Samples JK2174, JK2175, JK2179, JK2181, JK2183, TU144, TU148, TU839 and TU840 have been processed on the College of Tübingen, with DNA extraction and pre-amplification steps undertaken in clear room amenities and post-amplification steps carried out in a separate DNA laboratory. Each laboratories fulfil requirements for work with historical DNA54,55. All surfaces of tooth and bone samples have been initially UV irradiated for 30 min, to reduce the potential danger of recent DNA contamination. Subsequently, DNA was extracted by making use of a well-established guanidine silica-based protocol for historical samples52. Illumina sequencing libraries have been ready through the use of 20 µl of DNA extract per library48; afterwards, twin barcodes (indexes) have been chemically added to the prime ends of the libraries56. For the samples from Auneau (TU839 and TU840), 5 sequencing libraries every have been ready; for all different samples processed in Tübingen, three sequencing libraries every have been ready. To detect potential contamination of the chemical compounds, adverse controls have been performed for extraction and library preparation. After preparation of the sequencing libraries, DNA focus was measured with qPCR (Roche LightCycler) utilizing corresponding primers48. The DNA focus was given by the copy variety of the DNA fragments in 1 µl of the pattern.

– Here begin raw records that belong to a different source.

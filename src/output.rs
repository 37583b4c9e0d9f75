//! Output formatting and persistence for normalized data.
//!
//! Supports a plain text countdown view, JSON, and CSV append.

use anyhow::Result;
use chrono::{DateTime, Utc};
use serde::Serialize;
use tracing::debug;

use crate::eta::UnifiedEta;
use csv::WriterBuilder;
use std::fmt::Write as _;
use std::fs::OpenOptions;
use std::path::Path;

/// One arrival as a CSV row.
#[derive(Debug, Serialize)]
pub struct ArrivalRow {
    pub fetched_at: DateTime<Utc>,
    pub line: String,
    pub direction: String,
    pub stop_tag: String,
    pub epoch_time: i64,
    pub seconds_away: i64,
    pub branch: String,
    pub vehicle_id: String,
}

/// Flattens groups into rows, keeping group order.
pub fn arrival_rows(groups: &[UnifiedEta], fetched_at: i64) -> Vec<ArrivalRow> {
    let timestamp = DateTime::from_timestamp(fetched_at, 0).unwrap_or_default();
    groups
        .iter()
        .flat_map(|g| {
            g.etas.iter().map(move |e| ArrivalRow {
                fetched_at: timestamp,
                line: g.line.clone(),
                direction: g.direction.clone(),
                stop_tag: g.stop_tag.clone(),
                epoch_time: e.epoch_time,
                seconds_away: e.seconds_until(fetched_at),
                branch: e.branch.clone(),
                vehicle_id: e.vehicle_id.clone(),
            })
        })
        .collect()
}

/// `"5 min"`, or `"due"` under a minute.
pub fn countdown(seconds: i64) -> String {
    if seconds < 60 {
        "due".to_string()
    } else {
        format!("{} min", seconds / 60)
    }
}

/// Renders one block per group: a heading line, then one line per arrival.
pub fn render_groups(groups: &[UnifiedEta], now: i64) -> String {
    let mut out = String::new();
    if groups.is_empty() {
        out.push_str("No predictions available\n");
        return out;
    }
    for g in groups {
        let _ = writeln!(out, "{} {} (stop {})", g.line, g.direction, g.stop_tag);
        if g.etas.is_empty() {
            out.push_str("  no arrivals\n");
        }
        for e in &g.etas {
            let _ = write!(out, "  {:>7}  {}", countdown(e.seconds_until(now)), e.branch);
            if !e.vehicle_id.is_empty() {
                let _ = write!(out, "  vehicle {}", e.vehicle_id);
            }
            out.push('\n');
        }
    }
    out
}

/// Prints any value as pretty JSON on stdout.
pub fn print_json(value: &impl Serialize) -> Result<()> {
    println!("{}", serde_json::to_string_pretty(value)?);
    Ok(())
}

/// Appends serializable records as rows to a CSV file.
///
/// Creates the file with headers if it does not already exist.
pub fn append_records<T: Serialize>(path: &str, records: &[T]) -> Result<()> {
    let file_exists = Path::new(path).exists();
    debug!(path, file_exists, rows = records.len(), "Appending CSV records");

    let file = OpenOptions::new().append(true).create(true).open(path)?;

    let mut writer = WriterBuilder::new()
        .has_headers(!file_exists) // IMPORTANT when appending
        .from_writer(file);

    for record in records {
        writer.serialize(record)?;
    }
    writer.flush()?;

    Ok(())
}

Amplification of the listed sequencing libraries was carried out utilizing Herculase II Fusion below the next situations: 1× Herculase II buffer, 0.4 µM IS5 primer and 0.4 µM IS6 primer48, Herculase II Fusion DNA polymerase (Agilent Applied sciences), 0.25 mM dNTPs (100 mM; 25 mM every dNTP) and 0.5–4 µl barcoded library as template in a complete response quantity of 100 µl. The utilized amplification thermal profile was processed as follows: preliminary denaturation for two min at 95 °C; denaturation for 30 s at 95 °C, annealing for 30 s at 60 °C and elongation for 30 s at 72 °C for 3 to twenty cycles; and a last elongation step for five min at 72 °C. Thereafter, the amplified DNA was purified utilizing a MinElute purification step and DNA was eluted in 20 µl TET. The focus of the amplified DNA sequencing libraries was measured utilizing a Bioanalyzer (Agilent Applied sciences) and a DNA1000 lab chip from Agilent Applied sciences.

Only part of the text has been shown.